Soil-based disease threatens Georgia's Watermelon Crop -, South Georgia News, Weather, Sports

Soil-based disease threatens Georgia's Watermelon Crop

June 20, 2006

Tifton - With an increase in demand for seedless watermelons, farmers are working hard to keep up.  But an old disease, deadly to the plant, has resurfaced and is threatening this crop.  Fusarium wilt is a disease killing seedless watermelon crop in Georgia and all over the country.

"When the watermelon roots grow in the soil, they come in contact with the fungus. The fungus attacks the root and begins to infect the root. It compromises the vascular system of the plant and cause the water intake to shut down which causes it to wilt," Plant Pathologist David Langston said.

Since popping up around the turn of the twentieth century, fusarium wilt is one of the oldest and most destructive soil diseases.  The industry has learned to breed resistant seeded watermelons so the wilt has not posed a major threat for quite some time.
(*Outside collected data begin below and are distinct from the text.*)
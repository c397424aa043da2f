//! Handlers for the `/admin/riplimit` endpoint group

use crate::api::envelope::{ApiResponse, HandlerResult, Pagination};
use crate::auth::Actor;
use crate::models::{LedgerEntry, RipLimitAccount, RipLimitStats};
use crate::repositories::AccountFilter;
use crate::AppState;
use axum::extract::{Path, Query, State};
use axum::Json;
use rust_decimal::Decimal;
use serde::{Deserialize, Serialize};
use uuid::Uuid;

/// GET /admin/riplimit/stats
pub async fn stats(State(state): State<AppState>, actor: Actor) -> HandlerResult<RipLimitStats> {
    let stats = state.ledger_service.stats(actor).await?;
    Ok(ApiResponse::ok(stats))
}

/// Query parameters for the account listing
#[derive(Debug, Deserialize, Default)]
#[serde(rename_all = "camelCase")]
pub struct UsersQuery {
    pub page: Option<usize>,
    pub page_size: Option<usize>,
    pub has_unpaid: Option<bool>,
    pub is_blocked: Option<bool>,
}

/// GET /admin/riplimit/users
pub async fn list_users(
    State(state): State<AppState>,
    actor: Actor,
    Query(query): Query<UsersQuery>,
) -> HandlerResult<Vec<RipLimitAccount>> {
    let filter = AccountFilter {
        has_unpaid: query.has_unpaid,
        is_blocked: query.is_blocked,
    };
    let page = query.page.unwrap_or(1);
    let page_size = query.page_size.unwrap_or(20);
    let (accounts, total) = state
        .ledger_service
        .list_accounts(actor, &filter, page, page_size)
        .await?;

    let pagination = Pagination {
        next_cursor: None,
        has_more: page * page_size < total,
        total: Some(total),
        page: Some(page),
        page_size: Some(page_size),
    };
    Ok(ApiResponse::ok_paginated(accounts, pagination))
}

/// GET /admin/riplimit/users/{userId}
pub async fn get_user(
    State(state): State<AppState>,
    actor: Actor,
    Path(user_id): Path<Uuid>,
) -> HandlerResult<RipLimitAccount> {
    let account = state.ledger_service.get_account(actor, user_id).await?;
    Ok(ApiResponse::ok(account))
}

/// Body for POST /admin/riplimit/users/{userId}/adjust
#[derive(Debug, Serialize, Deserialize)]
#[serde(rename_all = "camelCase")]
pub struct AdjustBody {
    pub amount: Decimal,
    #[serde(default)]
    pub reason: String,
}

/// POST /admin/riplimit/users/{userId}/adjust
pub async fn adjust(
    State(state): State<AppState>,
    actor: Actor,
    Path(user_id): Path<Uuid>,
    Json(body): Json<AdjustBody>,
) -> HandlerResult<RipLimitAccount> {
    let (account, _entry) = state
        .ledger_service
        .adjust(actor, user_id, body.amount, &body.reason)
        .await?;
    Ok(ApiResponse::ok(account))
}

/// Body for POST /admin/riplimit/users/{userId}/block
#[derive(Debug, Serialize, Deserialize)]
#[serde(rename_all = "camelCase")]
pub struct BlockBody {
    pub blocked: bool,
}

/// POST /admin/riplimit/users/{userId}/block
pub async fn set_blocked(
    State(state): State<AppState>,
    actor: Actor,
    Path(user_id): Path<Uuid>,
    Json(body): Json<BlockBody>,
) -> HandlerResult<RipLimitAccount> {
    let account = state
        .ledger_service
        .set_blocked(actor, user_id, body.blocked)
        .await?;
    Ok(ApiResponse::ok(account))
}

/// Query parameter for the ledger history
#[derive(Debug, Deserialize, Default)]
pub struct EntriesQuery {
    pub limit: Option<usize>,
}

/// GET /admin/riplimit/users/{userId}/entries
pub async fn entries(
    State(state): State<AppState>,
    actor: Actor,
    Path(user_id): Path<Uuid>,
    Query(query): Query<EntriesQuery>,
) -> HandlerResult<Vec<LedgerEntry>> {
    let entries = state
        .ledger_service
        .entries(actor, user_id, query.limit.unwrap_or(50))
        .await?;
    Ok(ApiResponse::ok(entries))
}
Watermelon eaters now prefer the seedless varieties.  The only problem, they are not resistant to the disease.  Lowndes County Extension Agent Mickey Fourakers says "The old varieties were bred to be resistant to fusarium wilt. This new product has not been bred to be resistant to the disease so now we're seeing a log of fusarian wilt which is becoming a major problem in the watermelon industry."

Industry officials are now charged with creating a wilt resistant variety of seedless watermelons. This process that could take years and could be too little too late.  "It's a very serious part of our industry right now. It really has a tremendous effect on what the watermelon industry in Georgia will be because it takes a long time to breed this resistance," added Fourakers.

Georgia's watermelon crop is still expected to be on target this year.  If a resistant watermelon isn't bred soon, we could see a drastic price increase in the future because production will not meet consumer demand.